> [WORK INSTRUCTIONS] The answer must be a single number: the count of lines in the data below that hold the word "path".
===== SUPPLIED RECORDS =====
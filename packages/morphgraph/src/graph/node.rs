use crate::core::{EdgeId, GraphData, NodeId};

/// A vertex. The graph owns it; the node only lists the edges touching it.
#[derive(Clone, Debug)]
pub struct Node<K>
where
    K: GraphData,
{
    pub(crate) value: K,
    /// Incident edges. Self-loops are listed once.
    pub(crate) edges: Vec<EdgeId>,
    /// Disjoint-set parent; the node is its set's representative when this
    /// points back at the node itself.
    pub(crate) set_parent: NodeId,
    pub(crate) set_rank: u32,
    pub(crate) color: Option<usize>,
}

impl<K> Node<K>
where
    K: GraphData,
{
    pub(crate) fn new(value: K, id: NodeId) -> Self {
        Self {
            value,
            edges: Vec::new(),
            set_parent: id,
            set_rank: 0,
            color: None,
        }
    }

    pub fn value(&self) -> &K {
        &self.value
    }

    pub fn edges(&self) -> &[EdgeId] {
        &self.edges
    }

    pub fn nedges(&self) -> usize {
        self.edges.len()
    }

    /// Colour assigned by the last [`colorize`](crate::Graph::colorize) run.
    pub fn color(&self) -> Option<usize> {
        self.color
    }

    pub(crate) fn detach_edge(&mut self, e: EdgeId) {
        self.edges.retain(|&x| x != e);
    }
}
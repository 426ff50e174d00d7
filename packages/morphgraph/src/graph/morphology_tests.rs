//! Tests for morphology predicates and converters.

use super::*;
use crate::GraphFlags;

fn square(flags: GraphFlags) -> Graph<char> {
    let mut g = Graph::new(flags);
    g.add_edges([
        ('a', 'b', 1.0),
        ('b', 'c', 2.0),
        ('c', 'd', 3.0),
        ('d', 'a', 4.0),
    ])
    .unwrap();
    g
}

fn edge_set<K: GraphData>(g: &Graph<K>) -> Vec<(K, K, bool)> {
    let mut set: Vec<(K, K, bool)> = g
        .edges()
        .map(|(_, edge)| {
            let (from, to) = edge.endpoints();
            (
                g.value(from).unwrap().clone(),
                g.value(to).unwrap().clone(),
                edge.is_directed(),
            )
        })
        .collect();
    set.sort_by_key(|(a, b, d)| format!("{a:?}{b:?}{d}"));
    set
}

#[test]
fn test_is_cyclic_trivial_cases() {
    let empty: Graph<u32> = Graph::new(GraphFlags::FREE);
    assert!(!empty.is_cyclic());

    let mut single: Graph<u32> = Graph::new(GraphFlags::UNDIRECTED);
    single.add_edge(1, 1).unwrap();
    assert!(single.is_cyclic());
    assert!(single.is_self_connected());
}

#[test]
fn test_is_cyclic_undirected() {
    let mut path: Graph<u32> = Graph::new(GraphFlags::UNDIRECTED);
    path.add_edges([(1, 2, 1.0), (2, 3, 1.0)]).unwrap();
    assert!(!path.is_cyclic());
    assert!(path.is_tree());

    path.add_edge(3, 1).unwrap();
    assert!(path.is_cyclic());
    assert!(path.is_blob());

    let mut parallel: Graph<u32> = Graph::new(GraphFlags::UNDIRECTED);
    parallel.add_edge(1, 2).unwrap();
    parallel.add_edge(2, 1).unwrap();
    assert!(parallel.is_cyclic());
    assert!(parallel.is_multi_connected());
}

#[test]
fn test_is_cyclic_directed_needs_a_back_edge() {
    let mut diamond: Graph<u32> = Graph::new(GraphFlags::FREE);
    diamond
        .add_edges([(1, 2, 1.0), (1, 3, 1.0), (2, 4, 1.0), (3, 4, 1.0)])
        .unwrap();
    assert!(!diamond.is_cyclic());
    assert!(!diamond.is_tree());

    diamond.add_edge(4, 1).unwrap();
    assert!(diamond.is_cyclic());
}

#[test]
fn test_cycle_round_trip() {
    let mut g = square(GraphFlags::UNDIRECTED);
    assert!(g.is_cyclic());

    g.make_acyclic();

    assert!(!g.is_cyclic());
    assert_eq!(g.nedges(), g.nnodes() - 1);
    assert!(g.is_fully_connected());
    assert!(!g.has_flag(GraphFlags::CYCLIC));
    assert!(!g.has_flag(GraphFlags::MULTI_CONNECTED));
    assert!(g.conforms_restrictions());
}

#[test]
fn test_make_acyclic_directed() {
    let mut g: Graph<u32> = Graph::new(GraphFlags::FREE);
    g.add_edges([(1, 2, 1.0), (2, 3, 1.0), (3, 1, 1.0), (3, 3, 1.0)])
        .unwrap();

    g.make_acyclic();

    assert_eq!(g.nedges(), 2);
    assert!(g.is_acyclic());
    assert!(g.is_directed());
    assert_eq!(g.flags(), GraphFlags::DIRECTED | GraphFlags::BLOB);
}

#[test]
fn test_make_directed_adds_twins_on_cyclic_graph() {
    let mut g: Graph<u32> = Graph::new(GraphFlags::UNDIRECTED);
    g.add_edges([(1, 2, 1.0), (2, 3, 1.0)]).unwrap();

    g.make_directed();

    assert!(g.is_directed());
    assert_eq!(g.nedges(), 4);
    assert!(g.has_edge(&2, &1));
    assert!(g.has_edge(&3, &2));
    assert!(g.conforms_restrictions());
}

#[test]
fn test_make_directed_keeps_orientation_on_acyclic_graph() {
    let mut g: Graph<u32> = Graph::new(GraphFlags::TREE);
    g.add_edges([(1, 2, 1.0), (2, 3, 1.0)]).unwrap();

    g.make_directed();

    assert_eq!(g.nedges(), 2);
    assert!(g.has_edge(&1, &2));
    assert!(!g.has_edge(&2, &1));
    assert_eq!(g.flags(), GraphFlags::DIRECTED | GraphFlags::BLOB);
    assert!(g.conforms_restrictions());
}

#[test]
fn test_make_undirected_collapses_reverse_pairs() {
    let mut g: Graph<u32> = Graph::new(GraphFlags::FREE);
    g.add_edges([(1, 2, 1.0), (2, 1, 1.0), (2, 3, 1.0)]).unwrap();

    g.make_undirected();

    assert!(g.is_undirected());
    assert_eq!(g.nedges(), 2);
    assert!(g.has_edge(&2, &1));
    assert!(g.edges().all(|(_, e)| !e.is_directed()));
}

#[test]
fn test_make_undirected_on_acyclic_graph_stays_acyclic() {
    let mut g: Graph<u32> = Graph::new(GraphFlags::DIRECTED | GraphFlags::BLOB);
    g.add_edges([(1, 2, 1.0), (2, 3, 1.0), (1, 3, 1.0)]).unwrap();
    assert!(g.is_acyclic());

    g.make_undirected();

    assert_eq!(g.nedges(), 2);
    assert!(g.is_tree());
    assert!(g.conforms_restrictions());
}

#[test]
fn test_make_singly_connected_policy() {
    let mut g: Graph<u32> = Graph::new(GraphFlags::UNDIRECTED);
    g.add_edges([(1, 2, 5.0), (1, 2, 1.0), (2, 1, 3.0), (2, 3, 2.0)])
        .unwrap();

    let mut costly = g.clone();
    costly.make_singly_connected(true);
    assert_eq!(costly.nedges(), 2);
    assert_eq!(costly.total_weight(), 7.0);
    assert!(costly.is_singly_connected());
    assert!(!costly.has_flag(GraphFlags::MULTI_CONNECTED));

    let mut cheap = g.clone();
    cheap.make_singly_connected(false);
    assert_eq!(cheap.total_weight(), 3.0);
}

#[test]
fn test_directed_reverse_edges_are_not_parallel() {
    let mut g: Graph<u32> = Graph::new(GraphFlags::FREE);
    g.add_edge(1, 2).unwrap();
    g.add_edge(2, 1).unwrap();
    assert!(g.is_singly_connected());

    g.add_edge(1, 2).unwrap();
    assert!(g.is_multi_connected());
}

#[test]
fn test_make_not_self_connected() {
    let mut g: Graph<u32> = Graph::new(GraphFlags::UNDIRECTED);
    g.add_edges([(1, 1, 1.0), (1, 2, 1.0), (2, 2, 1.0)]).unwrap();

    g.make_not_self_connected();

    assert_eq!(g.nedges(), 1);
    assert!(!g.is_self_connected());
    assert!(!g.has_flag(GraphFlags::SELF_CONNECTED));
    assert!(g.has_flag(GraphFlags::CYCLIC));
}

#[test]
fn test_make_tree_from_free_graph() {
    let mut g = square(GraphFlags::FREE);
    g.add_edge('a', 'a').unwrap();
    g.add_edge('b', 'a').unwrap();

    g.make_tree();

    assert_eq!(g.flags(), GraphFlags::TREE);
    assert!(g.is_tree());
    assert_eq!(g.nedges(), 3);
    assert!(g.conforms_restrictions());
}

#[test]
fn test_flag_setters_pull_in_prerequisites() {
    let mut g: Graph<u32> = Graph::new(GraphFlags::TREE);
    g.make_multi_connected();
    assert_eq!(
        g.flags(),
        GraphFlags::MULTI_CONNECTED | GraphFlags::CYCLIC | GraphFlags::BLOB
    );

    let mut g: Graph<u32> = Graph::new(GraphFlags::TREE);
    g.make_self_connected();
    assert!(g.has_flag(GraphFlags::CYCLIC));

    let mut g: Graph<u32> = Graph::new(GraphFlags::TREE);
    g.make_cyclic();
    assert_eq!(g.flags(), GraphFlags::CYCLIC | GraphFlags::BLOB);

    let mut g: Graph<u32> = Graph::new(GraphFlags::TREE);
    g.make_blob();
    assert_eq!(g.flags(), GraphFlags::BLOB);
}

#[test]
fn test_unchecked_tree_can_drift_out_of_conformance() {
    let mut g = square(GraphFlags::TREE);
    assert!(!g.conforms_restrictions());

    g.make_acyclic();

    assert!(g.conforms_restrictions());
    assert_eq!(g.nedges(), 3);
}

#[test]
fn test_copy_with_flags_leaves_original_alone() {
    let mut g = square(GraphFlags::FREE);
    g.add_edge('c', 'c').unwrap();

    let tree = g.copy_with_flags(GraphFlags::TREE);

    assert_eq!(tree.flags(), GraphFlags::TREE);
    assert!(tree.is_tree());
    assert_eq!(tree.nnodes(), 4);
    assert_eq!(tree.nedges(), 3);
    assert_eq!(g.nedges(), 5);
    assert!(g.is_directed());

    let undirected = g.copy_with_flags(GraphFlags::UNDIRECTED);
    assert!(undirected.is_undirected());
    assert_eq!(undirected.nedges(), 5);
    assert!(undirected.conforms_restrictions());
}

#[test]
fn test_converters_are_idempotent() {
    type Convert = fn(&mut Graph<char>);
    let converters: [(&str, Convert); 6] = [
        ("make_directed", Graph::make_directed),
        ("make_undirected", Graph::make_undirected),
        ("make_acyclic", Graph::make_acyclic),
        ("make_not_self_connected", Graph::make_not_self_connected),
        ("make_tree", Graph::make_tree),
        ("make_singly_connected", |g: &mut Graph<char>| {
            g.make_singly_connected(true)
        }),
    ];

    for (name, convert) in converters {
        let mut g = square(GraphFlags::FREE);
        g.add_edge('a', 'c').unwrap();
        g.add_edge('c', 'a').unwrap();
        g.add_edge('b', 'b').unwrap();
        g.add_edge('a', 'b').unwrap();

        convert(&mut g);
        let once = (g.flags(), edge_set(&g));
        convert(&mut g);
        let twice = (g.flags(), edge_set(&g));
        assert_eq!(once, twice, "{name}");
    }
}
=====
> [TASK RESULT] 7